The project is of high importance to eastern China's energy supply. When China National Offshore Oil Corporation (CNOOC) was attempting to acquire US oil company Unocal, it was eyeing the natural gas resources in Australia. Compared to coal and oil, liquefied natural gas is a relatively clean energy source, and its proportion in China's energy production structure is on the rise. In 2000, the consumption of natural gas across the country was 24.5 billion cubic meters. By 2008 it had reached 72 billion cubic meters, with an average annual growth rate of 14.4%. However, natural gas is not abundant in China. Experts say that in 2010 the supply and demand gap of natural gas in China will reach about 30 billion cubic meters, increasing to 40 billion cubic meters in 2015.

 

In recent years, China's oil firms have frequently signed large natural gas purchase agreements in the international market. Earlier, CNPC signed an LNG purchase agreement with Qatar for three million tons per year for 25 years. CNOOC signed an agreement with BG GROUP for 3.6 million tons per year for 20 years.

 

CNPC is arranging four domestic LNG receiving stations. Among them, stations in Nantong in Jiangsu Province and Dalian in Liaoning Province are operating, and the projects in Shenzhen and Hebei Caofeidian are underway.

 

Recently, a number of political and business incidents have complicated Sino-Australian relations. Australia issued a visa to the Uighur nationalist Rebiya Kadeer, causing Vice-Foreign Minister He Yafei to abort a visit to Australia. Rio Tinto's on-and-then-off share cooperation with CHINALCO stirred up a hornets' nest of Chinese anger, and the tough stance of Rio Tinto and BHP Billiton in the iron ore negotiations is seen as a conspiracy by the Chinese. The recent arrest of four Rio employees, one of whom is an Australian citizen, on spying charges does not endear China to the Aussies.


The growing mutual dependence between the two countries, however, will not disappear because of these conflicts. Yanzhou Coal Mining has just acquired Australia's Felix Resources. China Iron & Steel Association has announced it has reached agreement with Australia's third-largest iron ore miner FMG on a 35% reduction of ore prices.  China Minmetals, Baosteel, Wuhan Iron and Steel, and Handan Iron & Steel all have stakes in Australian mines.

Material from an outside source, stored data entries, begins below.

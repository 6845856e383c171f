use super::*;
use crate::limiter::{PRIMARY_MODEL, SECONDARY_MODEL};

use wiremock::matchers::{method, path};
use wiremock::{Mock, MockServer, ResponseTemplate};

fn envelope(payload: &str) -> serde_json::Value {
    json!({
        "candidates": [{ "content": { "parts": [{ "text": payload }] } }]
    })
}

fn resource_exhausted() -> ResponseTemplate {
    ResponseTemplate::new(429).set_body_string(
        r#"{"error":{"code":429,"status":"RESOURCE_EXHAUSTED","message":"quota"}}"#,
    )
}

async fn test_client(server: &MockServer) -> LlmClient {
    LlmClient::with_base_url("test-key", 5, &server.uri()).unwrap()
}

#[tokio::test]
async fn extracts_names_from_plain_json() {
    let server = MockServer::start().await;
    let payload = r#"{"brewery_name_native":null,"brewery_name_latin":"Green Cheek Beer Co.","beer_name_native":null,"beer_name_latin":"West Coast IPA","is_bundle":false}"#;
    Mock::given(method("POST"))
        .and(path(format!("/models/{}:generateContent", PRIMARY_MODEL.id)))
        .respond_with(ResponseTemplate::new(200).set_body_json(envelope(payload)))
        .mount(&server)
        .await;

    let client = test_client(&server).await;
    let mut limiter = RateLimiter::new(100);
    let extraction = client
        .extract(&mut limiter, "West Coast IPA / Green Cheek Beer Co.", None)
        .await
        .unwrap();

    assert_eq!(
        extraction.brewery_name_latin.as_deref(),
        Some("Green Cheek Beer Co.")
    );
    assert_eq!(extraction.beer_name_latin.as_deref(), Some("West Coast IPA"));
    assert!(!extraction.is_bundle);
    assert_eq!(limiter.calls_made(), 1);
}

#[tokio::test]
async fn tolerates_markdown_fenced_output() {
    let server = MockServer::start().await;
    let payload = "```json\n{\"brewery_name_native\":null,\"brewery_name_latin\":\"Vertere\",\"beer_name_native\":null,\"beer_name_latin\":\"Bosco\",\"is_bundle\":false}\n```";
    Mock::given(method("POST"))
        .respond_with(ResponseTemplate::new(200).set_body_json(envelope(payload)))
        .mount(&server)
        .await;

    let client = test_client(&server).await;
    let mut limiter = RateLimiter::new(100);
    let extraction = client
        .extract(&mut limiter, "Bosco / Vertere", None)
        .await
        .unwrap();
    assert_eq!(extraction.brewery_name_latin.as_deref(), Some("Vertere"));
}

#[tokio::test]
async fn falls_back_to_secondary_model_on_exhaustion() {
    let server = MockServer::start().await;
    let payload = r#"{"brewery_name_native":null,"brewery_name_latin":"Uchu Brewing","beer_name_native":null,"beer_name_latin":"DO IT","is_bundle":false}"#;

    Mock::given(method("POST"))
        .and(path(format!("/models/{}:generateContent", PRIMARY_MODEL.id)))
        .respond_with(resource_exhausted())
        .mount(&server)
        .await;
    Mock::given(method("POST"))
        .and(path(format!(
            "/models/{}:generateContent",
            SECONDARY_MODEL.id
        )))
        .respond_with(ResponseTemplate::new(200).set_body_json(envelope(payload)))
        .mount(&server)
        .await;

    let client = test_client(&server).await;
    let mut limiter = RateLimiter::new(100);
    let extraction = client
        .extract(&mut limiter, "DO IT / うちゅうブルーイング", None)
        .await
        .unwrap();

    assert_eq!(extraction.brewery_name_latin.as_deref(), Some("Uchu Brewing"));
    // The run stays demoted for subsequent calls.
    assert_eq!(limiter.current_model().id, SECONDARY_MODEL.id);
    assert_eq!(limiter.calls_made(), 2);
}

#[tokio::test]
async fn both_models_exhausted_is_fatal() {
    let server = MockServer::start().await;
    Mock::given(method("POST"))
        .respond_with(resource_exhausted())
        .mount(&server)
        .await;

    let client = test_client(&server).await;
    let mut limiter = RateLimiter::new(100);
    let err = client
        .extract(&mut limiter, "Some Beer", None)
        .await
        .unwrap_err();
    assert!(matches!(err, ExtractorError::QuotaExhausted));
    assert!(err.is_fatal_quota());
}

#[tokio::test]
async fn spent_budget_short_circuits_without_calling() {
    let server = MockServer::start().await;
    let client = test_client(&server).await;
    let mut limiter = RateLimiter::new(0);
    let err = client
        .extract(&mut limiter, "Some Beer", None)
        .await
        .unwrap_err();
    assert!(matches!(err, ExtractorError::BudgetExhausted { budget: 0 }));
    assert!(server.received_requests().await.unwrap().is_empty());
}

#[tokio::test]
async fn garbage_payload_is_a_deserialize_error() {
    let server = MockServer::start().await;
    Mock::given(method("POST"))
        .respond_with(ResponseTemplate::new(200).set_body_json(envelope("not json at all")))
        .mount(&server)
        .await;

    let client = test_client(&server).await;
    let mut limiter = RateLimiter::new(100);
    let err = client
        .extract(&mut limiter, "Some Beer", None)
        .await
        .unwrap_err();
    assert!(matches!(err, ExtractorError::Deserialize { .. }));
    assert!(!err.is_fatal_quota());
}
//! Stock refresher: re-check availability and price on product detail pages.
//!
//! Items run in chunks of `refresh_batch_size` with a short pause between
//! chunks; inside a chunk, a semaphore caps concurrent fetches at
//! `refresh_concurrency`. A fetch or classification failure skips the item
//! without touching the row, so a flaky page never overwrites good data.

use std::time::Duration;

use sqlx::PgPool;
use tokio::sync::Semaphore;

use hopdb_core::{parse_price_numeric, AppConfig, CancelFlag, Shop};
use hopdb_db::{select_products, update_product_stock, ProductFilter, ProductOrder, ProductViewRow};
use hopdb_scraper::{classify_detail_page, detail_encodings, PageFetcher};

const CHUNK_DELAY: Duration = Duration::from_millis(500);

pub(crate) async fn run_update_stock(
    pool: &PgPool,
    config: &AppConfig,
    cancel: &CancelFlag,
    limit: Option<i64>,
    shop: Option<&str>,
    sort_rating: bool,
) -> anyhow::Result<()> {
    let filter = ProductFilter {
        shop: crate::enrich::shop_label(shop)?,
        ..ProductFilter::default()
    };
    let order = if sort_rating {
        ProductOrder::RatingDesc
    } else {
        ProductOrder::FirstSeenDesc
    };
    let rows = select_products(pool, &filter, order, limit).await?;
    tracing::info!(candidates = rows.len(), "starting stock refresh");

    let fetcher = PageFetcher::new(
        config.scraper_request_timeout_secs,
        &config.scraper_user_agent,
    )?;
    let semaphore = Semaphore::new(config.refresh_concurrency);

    let mut checked = 0usize;
    let mut changes = 0usize;
    let mut failures = 0usize;

    let chunks: Vec<&[ProductViewRow]> = rows.chunks(config.refresh_batch_size).collect();
    let total_chunks = chunks.len();
    for (i, chunk) in chunks.into_iter().enumerate() {
        if cancel.is_cancelled() {
            tracing::warn!("cancelled, stopping stock refresh");
            break;
        }
        let checks = chunk
            .iter()
            .map(|row| check_one(pool, &fetcher, &semaphore, row));
        for (row, result) in chunk.iter().zip(futures::future::join_all(checks).await) {
            match result {
                Ok(true) => {
                    checked += 1;
                    changes += 1;
                }
                Ok(false) => checked += 1,
                Err(e) => {
                    tracing::warn!(url = %row.product_url, error = %e, "stock check failed, skipping");
                    failures += 1;
                }
            }
        }
        tracing::info!(checked, failures, total = rows.len(), "stock refresh progress");
        if i + 1 < total_chunks {
            tokio::time::sleep(CHUNK_DELAY).await;
        }
    }

    println!("stock refresh finished: {checked} checked, {changes} status changes, {failures} failed");
    Ok(())
}

/// Re-checks one product. Returns whether the stock status changed.
///
/// `last_seen` always advances on success; the status column is written only
/// when the classification differs from the stored value, so an unchanged
/// page leaves no trace beyond the timestamp.
async fn check_one(
    pool: &PgPool,
    fetcher: &PageFetcher,
    semaphore: &Semaphore,
    row: &ProductViewRow,
) -> anyhow::Result<bool> {
    let shop = Shop::parse(&row.shop)
        .ok_or_else(|| anyhow::anyhow!("unknown shop label {:?}", row.shop))?;

    let body = {
        let _permit = semaphore.acquire().await?;
        fetcher
            .fetch_page(&row.product_url, detail_encodings(shop), shop == Shop::Arome)
            .await?
    };
    let check = classify_detail_page(shop, &body)?;

    let status_changed = check.stock_status.as_str() != row.stock_status;
    if status_changed {
        tracing::info!(
            name = %row.name,
            from = %row.stock_status,
            to = %check.stock_status,
            "stock status changed"
        );
    }
    let price_numeric = check.price_text.as_deref().and_then(parse_price_numeric);
    update_product_stock(
        pool,
        &row.product_url,
        status_changed.then(|| check.stock_status.as_str()),
        check.price_text.as_deref(),
        price_numeric,
    )
    .await?;
    Ok(status_changed)
}
//! Cooperative cancellation shared by the batch loops.

use std::sync::atomic::{AtomicBool, Ordering};
use std::sync::Arc;

/// Cloneable stop flag. A signal handler sets it; pagination and enrichment
/// loops poll it between items, so in-flight work for the current item
/// completes before the loop winds down.
#[derive(Debug, Clone, Default)]
pub struct CancelFlag(Arc<AtomicBool>);

impl CancelFlag {
    #[must_use]
    pub fn new() -> Self {
        Self::default()
    }

    pub fn cancel(&self) {
        self.0.store(true, Ordering::Relaxed);
    }

    #[must_use]
    pub fn is_cancelled(&self) -> bool {
        self.0.load(Ordering::Relaxed)
    }
}

#[cfg(test)]
mod tests {
    use super::*;

    #[test]
    fn clones_share_the_flag() {
        let flag = CancelFlag::new();
        let other = flag.clone();
        assert!(!other.is_cancelled());
        flag.cancel();
        assert!(other.is_cancelled());
    }
}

Even the charges against Rio's Stern Hu and his colleagues have been reduced from stealing state secrets, possibly a capital offence, to abusing commercial confidentiality, which will require only three to seven years of their lives if convicted.

 

The two countries' commercial relations are pushing them closer and closer together. China is increasingly dependent on Australia's resources while Australia is relying ever more on resource exports to China. The Australian dollar is almost correlated with the Shanghai Composite Index, the market benchmark, just as the Australian stock market is with China's macroeconomic situation.